[[ THE RECORDS open ]]
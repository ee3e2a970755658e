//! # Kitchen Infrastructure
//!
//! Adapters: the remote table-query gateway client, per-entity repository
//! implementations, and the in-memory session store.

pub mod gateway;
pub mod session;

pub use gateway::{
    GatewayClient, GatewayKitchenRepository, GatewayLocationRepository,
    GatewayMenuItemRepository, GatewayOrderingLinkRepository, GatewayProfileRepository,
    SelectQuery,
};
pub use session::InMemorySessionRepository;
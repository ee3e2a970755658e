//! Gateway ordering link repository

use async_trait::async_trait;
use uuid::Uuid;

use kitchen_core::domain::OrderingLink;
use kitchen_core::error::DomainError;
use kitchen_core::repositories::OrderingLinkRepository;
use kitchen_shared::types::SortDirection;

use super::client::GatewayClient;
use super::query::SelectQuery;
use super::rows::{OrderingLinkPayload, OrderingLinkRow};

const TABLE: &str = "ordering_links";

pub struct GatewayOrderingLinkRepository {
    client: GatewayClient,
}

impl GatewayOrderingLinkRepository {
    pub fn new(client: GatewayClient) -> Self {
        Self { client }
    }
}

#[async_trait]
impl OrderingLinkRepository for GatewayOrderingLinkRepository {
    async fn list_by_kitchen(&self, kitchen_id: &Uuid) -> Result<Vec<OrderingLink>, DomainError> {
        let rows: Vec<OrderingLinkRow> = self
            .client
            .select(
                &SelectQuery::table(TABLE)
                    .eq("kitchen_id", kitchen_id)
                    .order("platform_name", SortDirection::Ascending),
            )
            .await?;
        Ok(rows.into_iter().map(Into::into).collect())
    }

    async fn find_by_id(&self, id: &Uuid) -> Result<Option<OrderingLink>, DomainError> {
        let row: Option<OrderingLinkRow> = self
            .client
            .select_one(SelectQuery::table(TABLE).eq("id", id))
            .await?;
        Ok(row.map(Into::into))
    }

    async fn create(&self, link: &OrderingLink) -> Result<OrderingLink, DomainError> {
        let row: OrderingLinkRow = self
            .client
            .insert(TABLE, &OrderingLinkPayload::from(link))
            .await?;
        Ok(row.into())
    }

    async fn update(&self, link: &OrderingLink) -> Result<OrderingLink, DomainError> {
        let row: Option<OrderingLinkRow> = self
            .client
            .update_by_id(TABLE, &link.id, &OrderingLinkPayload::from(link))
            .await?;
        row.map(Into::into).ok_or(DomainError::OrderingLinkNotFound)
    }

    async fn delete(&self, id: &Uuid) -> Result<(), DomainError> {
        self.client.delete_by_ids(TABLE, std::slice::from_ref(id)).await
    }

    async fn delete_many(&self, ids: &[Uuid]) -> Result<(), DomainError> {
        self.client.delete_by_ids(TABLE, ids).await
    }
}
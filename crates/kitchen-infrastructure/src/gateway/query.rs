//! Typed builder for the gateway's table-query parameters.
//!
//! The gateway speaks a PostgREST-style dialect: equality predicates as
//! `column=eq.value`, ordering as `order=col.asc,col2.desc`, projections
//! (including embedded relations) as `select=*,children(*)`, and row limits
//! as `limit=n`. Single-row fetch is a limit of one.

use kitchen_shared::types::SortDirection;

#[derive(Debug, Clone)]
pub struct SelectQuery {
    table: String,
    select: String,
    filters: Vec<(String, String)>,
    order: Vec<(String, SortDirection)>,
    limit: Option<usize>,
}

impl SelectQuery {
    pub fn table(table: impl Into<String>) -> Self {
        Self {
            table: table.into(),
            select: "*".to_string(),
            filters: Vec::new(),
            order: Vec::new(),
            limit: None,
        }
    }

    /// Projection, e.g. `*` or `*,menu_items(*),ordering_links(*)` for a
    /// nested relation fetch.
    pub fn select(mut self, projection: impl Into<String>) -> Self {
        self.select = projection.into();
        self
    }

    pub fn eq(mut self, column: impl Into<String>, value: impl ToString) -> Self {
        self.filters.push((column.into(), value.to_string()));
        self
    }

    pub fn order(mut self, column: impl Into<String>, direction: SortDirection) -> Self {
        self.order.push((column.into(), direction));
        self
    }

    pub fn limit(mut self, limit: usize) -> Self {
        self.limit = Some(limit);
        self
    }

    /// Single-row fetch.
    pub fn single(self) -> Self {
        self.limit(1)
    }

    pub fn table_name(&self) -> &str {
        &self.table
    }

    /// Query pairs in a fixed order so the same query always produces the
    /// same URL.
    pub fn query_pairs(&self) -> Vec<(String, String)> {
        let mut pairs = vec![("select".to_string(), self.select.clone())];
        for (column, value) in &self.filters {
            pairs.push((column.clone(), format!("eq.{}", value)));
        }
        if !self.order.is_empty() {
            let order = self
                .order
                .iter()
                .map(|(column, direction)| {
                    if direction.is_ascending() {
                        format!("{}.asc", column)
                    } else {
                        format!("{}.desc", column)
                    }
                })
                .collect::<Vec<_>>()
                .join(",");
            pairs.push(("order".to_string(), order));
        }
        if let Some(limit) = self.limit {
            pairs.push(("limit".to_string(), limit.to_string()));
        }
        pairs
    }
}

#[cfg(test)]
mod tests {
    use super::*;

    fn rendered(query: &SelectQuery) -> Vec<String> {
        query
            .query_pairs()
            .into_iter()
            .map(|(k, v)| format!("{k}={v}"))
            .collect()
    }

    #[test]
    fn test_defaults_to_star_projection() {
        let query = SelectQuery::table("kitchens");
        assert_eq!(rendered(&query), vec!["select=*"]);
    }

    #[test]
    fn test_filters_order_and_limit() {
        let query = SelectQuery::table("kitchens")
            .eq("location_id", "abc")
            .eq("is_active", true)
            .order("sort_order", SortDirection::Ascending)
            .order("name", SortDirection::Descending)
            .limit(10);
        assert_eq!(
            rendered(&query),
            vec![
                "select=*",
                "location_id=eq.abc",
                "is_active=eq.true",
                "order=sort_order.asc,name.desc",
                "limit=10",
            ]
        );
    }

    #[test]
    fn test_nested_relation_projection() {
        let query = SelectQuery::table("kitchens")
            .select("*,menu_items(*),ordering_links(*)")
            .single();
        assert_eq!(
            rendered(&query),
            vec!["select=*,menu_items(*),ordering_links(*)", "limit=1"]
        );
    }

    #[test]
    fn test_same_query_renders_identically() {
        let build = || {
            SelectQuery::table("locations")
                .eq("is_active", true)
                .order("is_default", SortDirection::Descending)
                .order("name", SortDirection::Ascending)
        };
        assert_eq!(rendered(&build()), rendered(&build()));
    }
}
[[ THE RECORDS closed ]]
**WHAT IS NEEDED:** Among the entries, count how many lines hold the string "Descending", then state only that number.

**ANSWER TO THE PROBLEM:** 2